Stray won Best Sound Design for an Indie Game at the 21st Annual Game Audio Network Guild Awards, and the Gayming Magazine Readers' Award at the Gayming Awards 2023. It led the nominees of the 23rd Game Developers Choice Awards with six nominations (tied with Elden Ring), including Game of the Year, and won Best Debut. It had nine nominations at the 19th British Academy Games Awards, including Best Game, and was nominated for Best Game Writing at the 58th Annual Nebula Awards. The game appeared on multiple publications' year-end lists of 2022, including PCGamesN (2nd), GamesRadar+ (3rd), The Guardian (4th), Time (5th), Empire (7th), Vulture (7th), Digital Trends (8th), GQ (10th), Den of Geek (11th), and The Washington Post.

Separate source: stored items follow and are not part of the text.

use std::fmt;

use serde::{Deserialize, Serialize};

use crate::error::TypeError;

/// The five reference kinds that may appear in a source body.
///
/// Only [`Macro`](Self::Macro), [`Include`](Self::Include) and
/// [`Lgcode`](Self::Lgcode) are persisted in the object store; registry and
/// text references are satisfied by caller-supplied maps.
#[derive(Debug, Clone, Copy, PartialEq, Eq, Hash, PartialOrd, Ord, Serialize, Deserialize)]
pub enum ObjectKind {
    Macro,
    Include,
    Lgcode,
    Text,
    Registry,
}

impl ObjectKind {
    /// All kinds, in mode-letter order.
    pub const ALL: [ObjectKind; 5] = [
        Self::Registry,
        Self::Include,
        Self::Lgcode,
        Self::Macro,
        Self::Text,
    ];

    /// The name prefix, which is also the store bucket (`"m4"`).
    pub fn prefix(self) -> &'static str {
        match self {
            Self::Macro => "m4",
            Self::Include => "i4",
            Self::Lgcode => "l4",
            Self::Text => "t4",
            Self::Registry => "r4",
        }
    }

    /// The letter selecting this kind in a resolution mode.
    pub fn mode_letter(self) -> char {
        match self {
            Self::Macro => 'm',
            Self::Include => 'i',
            Self::Lgcode => 'l',
            Self::Text => 't',
            Self::Registry => 'r',
        }
    }

    /// Look up a kind by its prefix.
    pub fn from_prefix(prefix: &str) -> Option<Self> {
        Self::ALL.into_iter().find(|k| k.prefix() == prefix)
    }

    /// Look up a kind by its mode letter.
    pub fn from_mode_letter(letter: char) -> Option<Self> {
        Self::ALL.into_iter().find(|k| k.mode_letter() == letter)
    }

    /// Returns `true` for kinds persisted in the object store.
    pub fn is_stored(self) -> bool {
        matches!(self, Self::Macro | Self::Include | Self::Lgcode)
    }

    /// Returns `true` if `name` is a valid bare name for this kind.
    pub fn accepts(self, name: &str) -> bool {
        let mut chars = name.chars();
        match self {
            Self::Registry => {
                chars.next().is_some_and(|c| c.is_ascii_lowercase())
                    && chars.all(|c| c.is_ascii_lowercase() || c.is_ascii_digit() || c == '_')
            }
            _ => {
                chars.next().is_some_and(|c| c.is_ascii_alphabetic())
                    && chars.all(|c| c.is_ascii_alphanumeric())
            }
        }
    }
}

impl fmt::Display for ObjectKind {
    fn fmt(&self, f: &mut fmt::Formatter<'_>) -> fmt::Result {
        f.write_str(self.prefix())
    }
}

/// A typed, canonical object name such as `m4_GREET`.
///
/// Identity is the `(kind, name)` pair. Ordering sorts by kind first.
#[derive(Clone, PartialEq, Eq, Hash, PartialOrd, Ord, Serialize, Deserialize)]
#[serde(try_from = "String", into = "String")]
pub struct ObjectName {
    kind: ObjectKind,
    name: String,
}

impl ObjectName {
    /// Build a name from its parts.
    pub fn new(kind: ObjectKind, name: &str) -> Result<Self, TypeError> {
        if !kind.accepts(name) {
            return Err(TypeError::InvalidObjectName {
                value: format!("{}_{}", kind.prefix(), name),
                reason: "malformed name".into(),
            });
        }
        Ok(Self {
            kind,
            name: name.to_string(),
        })
    }

    /// Parse `"<prefix>_<name>"`.
    ///
    /// A language reference carrying a render modifier (`l4_Ejs_warn`)
    /// parses to its canonical name (`l4_warn`).
    pub fn parse(value: &str) -> Result<Self, TypeError> {
        let invalid = |reason: &str| TypeError::InvalidObjectName {
            value: value.to_string(),
            reason: reason.to_string(),
        };
        let (prefix, rest) = value.split_once('_').ok_or_else(|| invalid("missing `_`"))?;
        let kind = ObjectKind::from_prefix(prefix).ok_or_else(|| invalid("unknown prefix"))?;
        let name = match (kind, rest.split_once('_')) {
            (ObjectKind::Lgcode, Some((_, name))) => name,
            _ => rest,
        };
        if !kind.accepts(name) {
            return Err(invalid("malformed name"));
        }
        Ok(Self {
            kind,
            name: name.to_string(),
        })
    }

    pub fn kind(&self) -> ObjectKind {
        self.kind
    }

    /// The bare name without prefix (`"GREET"`).
    pub fn name(&self) -> &str {
        &self.name
    }

    /// The store bucket (`"m4"`).
    pub fn bucket(&self) -> &'static str {
        self.kind.prefix()
    }
}

impl fmt::Debug for ObjectName {
    fn fmt(&self, f: &mut fmt::Formatter<'_>) -> fmt::Result {
        write!(f, "ObjectName({self})")
    }
}

impl fmt::Display for ObjectName {
    fn fmt(&self, f: &mut fmt::Formatter<'_>) -> fmt::Result {
        write!(f, "{}_{}", self.kind.prefix(), self.name)
    }
}

impl TryFrom<String> for ObjectName {
    type Error = TypeError;

    fn try_from(value: String) -> Result<Self, Self::Error> {
        Self::parse(&value)
    }
}

impl From<ObjectName> for String {
    fn from(name: ObjectName) -> Self {
        name.to_string()
    }
}

impl std::str::FromStr for ObjectName {
    type Err = TypeError;

    fn from_str(s: &str) -> Result<Self, Self::Err> {
        Self::parse(s)
    }
}

#[cfg(test)]
mod tests {
    use super::*;

    #[test]
    fn parse_and_display() {
        let name = ObjectName::parse("m4_GREET").unwrap();
        assert_eq!(name.kind(), ObjectKind::Macro);
        assert_eq!(name.name(), "GREET");
        assert_eq!(name.bucket(), "m4");
        assert_eq!(name.to_string(), "m4_GREET");
    }

    #[test]
    fn lgcode_modifier_is_dropped() {
        let name = ObjectName::parse("l4_Ejs_warn").unwrap();
        assert_eq!(name.to_string(), "l4_warn");
    }

    #[test]
    fn registry_keys_allow_underscores() {
        let name = ObjectName::parse("r4_web_base_url").unwrap();
        assert_eq!(name.name(), "web_base_url");
        assert!(ObjectName::parse("r4_Upper").is_err());
    }

    #[test]
    fn rejects_malformed_names() {
        for bad in ["GREET", "x4_GREET", "m4_", "m4_1abc", "m4_a-b", "i4_a_b"] {
            assert!(ObjectName::parse(bad).is_err(), "{bad:?} accepted");
        }
    }

    #[test]
    fn ordering_groups_by_kind() {
        let mut names = vec![
            ObjectName::parse("l4_b").unwrap(),
            ObjectName::parse("m4_a").unwrap(),
            ObjectName::parse("m4_Z").unwrap(),
        ];
        names.sort();
        let shown: Vec<String> = names.iter().map(ToString::to_string).collect();
        assert_eq!(shown, vec!["m4_Z", "m4_a", "l4_b"]);
    }

    #[test]
    fn mode_letters_roundtrip() {
        for kind in ObjectKind::ALL {
            assert_eq!(ObjectKind::from_mode_letter(kind.mode_letter()), Some(kind));
        }
        assert!(ObjectKind::Macro.is_stored());
        assert!(!ObjectKind::Registry.is_stored());
    }
}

| Award | Date | Category | Result | Ref. |
| British Academy Games Awards | 30 March 2023 | Best Game | Nominated |  |
| Animation | Nominated |
| Audio Achievement | Nominated |
| Debut Game | Nominated |
| Music | Nominated |
| Narrative | Nominated |
| Original Property | Nominated |
| Technical Achievement | Nominated |
| EE Game of the Year | Nominated |
| D.I.C.E. Awards | 23 February 2023 | Game of the Year | Nominated |  |
| Adventure Game of the Year | Nominated |
| Outstanding Achievement in Art Direction | Nominated |
| Game Audio Network Guild Awards | 23 March 2023 | Best Sound Design for an Indie Game | Won |  |
| Game Developers Choice Awards | 22 March 2023 | Best Debut | Won |  |
| Game of the Year | Nominated |  |
| Best Audio | Nominated |
| Best Design | Nominated |
| Innovation Award | Nominated |
| Best Visual Art | Nominated |
| Best Technology | Honorable Mention |
| Golden Joystick Awards | 22 November 2022 | PlayStation Game of the Year | Won |  |
| The Game Awards | 8 December 2022 | Best Independent Game | Won |  |
| Best Debut Indie Game | Won |
| Game of the Year | Nominated |  |
| Best Game Direction | Nominated |
| Best Art Direction | Nominated |
| Best Action/Adventure Game | Nominated |
| Nebula Awards | 14 May 2023 | Best Game Writing | Nominated |  |
| The Steam Awards | 3 January 2023 | Most Innovative Gameplay | Won |  |
| Game of the Year | Nominated |

== Film adaptation ==
On 5 September 2023, Annapurna Animation announced an animated feature film adaptation of Stray is in development after the success of its first film Nimona (2023). Robert Baird, co-head of animation, felt the game was suitable for adaptation due to its popularity, as well as its buddy comedy and hopepunk elements.